• [TASK DIRECTIONS]:
If a line of the data below contains the string "trait", copy it into your answer.

[Collected data entries]
/---

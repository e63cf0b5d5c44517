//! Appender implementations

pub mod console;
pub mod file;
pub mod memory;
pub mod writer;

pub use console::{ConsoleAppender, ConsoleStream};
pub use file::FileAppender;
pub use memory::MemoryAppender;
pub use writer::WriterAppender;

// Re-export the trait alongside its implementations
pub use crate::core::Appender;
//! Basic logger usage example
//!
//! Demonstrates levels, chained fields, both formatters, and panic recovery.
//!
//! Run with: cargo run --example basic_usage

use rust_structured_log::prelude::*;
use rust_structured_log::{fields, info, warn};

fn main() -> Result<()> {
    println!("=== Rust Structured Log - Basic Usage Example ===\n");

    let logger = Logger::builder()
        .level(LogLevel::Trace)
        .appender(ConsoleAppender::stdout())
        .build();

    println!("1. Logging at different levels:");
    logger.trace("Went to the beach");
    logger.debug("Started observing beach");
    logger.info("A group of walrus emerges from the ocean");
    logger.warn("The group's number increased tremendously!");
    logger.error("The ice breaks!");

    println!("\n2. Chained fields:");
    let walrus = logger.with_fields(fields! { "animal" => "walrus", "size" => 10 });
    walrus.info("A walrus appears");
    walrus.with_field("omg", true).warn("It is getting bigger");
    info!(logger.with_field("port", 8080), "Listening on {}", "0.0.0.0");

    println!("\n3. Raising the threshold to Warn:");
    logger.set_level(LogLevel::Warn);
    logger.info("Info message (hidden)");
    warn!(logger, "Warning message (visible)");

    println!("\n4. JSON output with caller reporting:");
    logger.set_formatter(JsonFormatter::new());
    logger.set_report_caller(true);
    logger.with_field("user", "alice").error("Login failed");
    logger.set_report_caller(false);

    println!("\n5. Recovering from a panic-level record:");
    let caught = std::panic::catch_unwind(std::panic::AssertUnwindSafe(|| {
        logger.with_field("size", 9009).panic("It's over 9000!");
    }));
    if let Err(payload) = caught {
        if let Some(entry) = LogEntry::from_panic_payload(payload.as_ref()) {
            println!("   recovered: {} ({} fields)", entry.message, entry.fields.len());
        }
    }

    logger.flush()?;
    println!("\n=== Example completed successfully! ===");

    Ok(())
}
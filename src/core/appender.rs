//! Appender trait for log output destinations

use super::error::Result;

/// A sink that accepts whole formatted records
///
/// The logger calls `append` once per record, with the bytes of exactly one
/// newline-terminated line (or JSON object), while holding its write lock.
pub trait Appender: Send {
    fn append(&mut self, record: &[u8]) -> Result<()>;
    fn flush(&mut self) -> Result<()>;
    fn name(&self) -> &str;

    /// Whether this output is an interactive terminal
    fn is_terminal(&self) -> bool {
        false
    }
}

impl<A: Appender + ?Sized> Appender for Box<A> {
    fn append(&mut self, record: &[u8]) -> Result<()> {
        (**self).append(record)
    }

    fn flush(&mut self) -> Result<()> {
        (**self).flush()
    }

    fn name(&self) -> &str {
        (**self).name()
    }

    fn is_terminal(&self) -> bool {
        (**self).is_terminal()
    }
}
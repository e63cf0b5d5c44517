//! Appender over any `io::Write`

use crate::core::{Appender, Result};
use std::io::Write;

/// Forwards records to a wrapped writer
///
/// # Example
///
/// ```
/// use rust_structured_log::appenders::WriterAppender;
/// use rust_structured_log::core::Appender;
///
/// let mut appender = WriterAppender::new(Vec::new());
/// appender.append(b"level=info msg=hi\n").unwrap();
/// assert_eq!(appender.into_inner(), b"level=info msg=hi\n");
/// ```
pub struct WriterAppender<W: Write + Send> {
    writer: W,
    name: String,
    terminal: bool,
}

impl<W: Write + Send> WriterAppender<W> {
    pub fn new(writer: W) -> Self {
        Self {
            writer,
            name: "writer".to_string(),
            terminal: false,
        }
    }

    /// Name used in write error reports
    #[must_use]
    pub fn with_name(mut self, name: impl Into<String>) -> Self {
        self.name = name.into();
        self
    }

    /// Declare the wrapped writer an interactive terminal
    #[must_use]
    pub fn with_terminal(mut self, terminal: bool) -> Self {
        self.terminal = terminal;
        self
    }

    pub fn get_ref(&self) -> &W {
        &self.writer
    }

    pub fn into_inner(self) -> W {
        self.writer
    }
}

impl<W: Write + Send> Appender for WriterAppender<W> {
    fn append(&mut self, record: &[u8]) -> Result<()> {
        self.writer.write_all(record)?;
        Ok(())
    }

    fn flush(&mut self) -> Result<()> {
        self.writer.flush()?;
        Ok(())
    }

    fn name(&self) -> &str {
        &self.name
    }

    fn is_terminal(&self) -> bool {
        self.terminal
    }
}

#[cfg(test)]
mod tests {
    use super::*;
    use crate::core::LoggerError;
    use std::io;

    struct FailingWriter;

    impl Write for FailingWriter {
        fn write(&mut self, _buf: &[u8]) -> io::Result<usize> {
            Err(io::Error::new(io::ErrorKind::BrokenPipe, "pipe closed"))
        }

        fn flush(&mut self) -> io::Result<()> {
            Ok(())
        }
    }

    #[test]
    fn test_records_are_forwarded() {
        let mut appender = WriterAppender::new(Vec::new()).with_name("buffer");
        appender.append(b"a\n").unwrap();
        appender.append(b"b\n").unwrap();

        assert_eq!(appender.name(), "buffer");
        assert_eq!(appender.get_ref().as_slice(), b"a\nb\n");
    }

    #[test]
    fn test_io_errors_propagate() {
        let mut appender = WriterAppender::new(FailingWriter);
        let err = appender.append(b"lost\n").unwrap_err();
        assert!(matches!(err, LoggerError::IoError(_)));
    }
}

\---

• [OUTPUT OF THE TASK]:
// Re-export the trait alongside its implementations
//! Appender trait for log output destinations
pub trait Appender: Send {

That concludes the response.